Posted on:2007-07-02Degree:Ph.DType:Dissertation
University:Michigan State UniversityCandidate:Zhang, NanFull Text:PDF
GTID:1448390005473076Subject:Artificial Intelligence
Abstract/Summary:
Rich literature has been generated on computer vision systems. However, an implementable computational model of immediate vision for general and unknown environments is still illusive. Motivated by the autonomous development process of humans, we are interested in building a robot vision system that automatically develops its visual cognitive skills through realtime interactions with the environment. Developmental vision is required by the demands of general-purpose vision systems for complex human environments.; Based upon the above requirement, in this dissertation we propose a general architecture called Staggered Hierarchical Mapping (SHM) that performs feature derivation for a set of receptive fields and attention selection.
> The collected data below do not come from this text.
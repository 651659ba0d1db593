use std::path::PathBuf;

/// Errors that can occur while computing churn and complexity metrics.
///
/// Only [`TurbulenceError::SourceParse`] is recoverable: the complexity scan
/// skips the offending file and keeps going. Every other variant aborts the
/// run. Library crates use this type directly; the binary renders it through
/// `miette` at the boundary.
///
/// # Examples
///
/// ```
/// use turbulence_core::TurbulenceError;
///
/// let err = TurbulenceError::Git("git log exited with status 128".into());
/// assert!(err.to_string().contains("status 128"));
/// assert!(!err.is_recoverable());
/// ```
#[derive(Debug, thiserror::Error, miette::Diagnostic)]
pub enum TurbulenceError {
    /// Filesystem I/O failure.
    #[error("IO error: {0}")]
    Io(#[from] std::io::Error),

    /// Invalid or missing configuration.
    #[error("configuration error: {0}")]
    Config(String),

    /// The history query could not be run or exited unsuccessfully.
    #[error("git error: {0}")]
    #[diagnostic(help("run turbulence from inside a git repository, or pass --path to one"))]
    Git(String),

    /// The complexity analyzer failed for a reason other than unparsable source.
    #[error("complexity analyzer error: {0}")]
    #[diagnostic(help("check that the analyzer is installed, or set [complexity] command in .turbulence.toml"))]
    Analyzer(String),

    /// A source file could not be parsed by the complexity analyzer.
    #[error("failed to parse {path}: {message}")]
    SourceParse {
        /// Project-relative path of the file.
        path: String,
        /// Analyzer diagnostic, trimmed to one line.
        message: String,
    },

    /// The analyzer report had no usable total line.
    #[error("unreadable complexity report for {path}: {message}")]
    Report {
        /// Project-relative path of the analyzed file.
        path: String,
        /// What was wrong with the report.
        message: String,
    },

    /// JSON serialization / deserialization failure.
    #[error("serialization error: {0}")]
    Serialization(#[from] serde_json::Error),

    /// TOML deserialization failure.
    #[error("TOML parse error: {0}")]
    Toml(#[from] toml::de::Error),

    /// A required file or directory was not found.
    #[error("file not found: {}", .0.display())]
    FileNotFound(PathBuf),
}

impl TurbulenceError {
    /// Whether the scan may skip the affected file and continue.
    pub fn is_recoverable(&self) -> bool {
        matches!(self, TurbulenceError::SourceParse { .. })
    }
}

#[cfg(test)]
mod tests {
    use super::*;

    #[test]
    fn io_error_converts() {
        let io_err = std::io::Error::new(std::io::ErrorKind::NotFound, "gone");
        let err: TurbulenceError = io_err.into();
        assert!(err.to_string().contains("gone"));
    }

    #[test]
    fn config_error_displays_message() {
        let err = TurbulenceError::Config("bad value".into());
        assert_eq!(err.to_string(), "configuration error: bad value");
    }

    #[test]
    fn file_not_found_shows_path() {
        let err = TurbulenceError::FileNotFound(PathBuf::from("/tmp/missing"));
        assert!(err.to_string().contains("/tmp/missing"));
    }

    #[test]
    fn only_source_parse_is_recoverable() {
        let parse = TurbulenceError::SourceParse {
            path: "lib/broken.rb".into(),
            message: "unexpected end-of-input".into(),
        };
        assert!(parse.is_recoverable());
        assert_eq!(
            parse.to_string(),
            "failed to parse lib/broken.rb: unexpected end-of-input"
        );

        let report = TurbulenceError::Report {
            path: "lib/a.rb".into(),
            message: "no total line".into(),
        };
        assert!(!report.is_recoverable());
        assert!(!TurbulenceError::Analyzer("flog: not found".into()).is_recoverable());
    }
}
The work reported here is motivated by the structure of the early visual pathway. We use several layers of staggered receptive fields to model the needed units of local analysis. From sequentially sensed video frames the proposed algorithm develops a hierarchy of filters, whose outputs are maximally uncorrelated within each layer, and contains an increasing scale of receptive fields that range from low to high layers. We also show how this general architecture can be applied to occluded face recognition, which demonstrates a case of attention selection. Besides this general neural network architecture, we develop several sensory mapping learning rules for deriving feature detectors, including a fast incremental independent component analysis (ICA) method called Lobe Component Analysis (LCA), which derives independent components for many natural cases. A mathematical analysis of the algorithm has been done and which shows the advantages of the LCA method.; We push the research further by investigating the LCA method in a overcomplete setting, which means the number of basis functions is greater than dimension of the observation. A new incremental method is developed to solve the equivalent regression problem with sparse regulization term, i.e. the LASSO regression. We show that the LCA method is a special case when noise is not present. It makes LCA's principal applicable to a large variety of applications, e.g. classification, regression, and feature selection.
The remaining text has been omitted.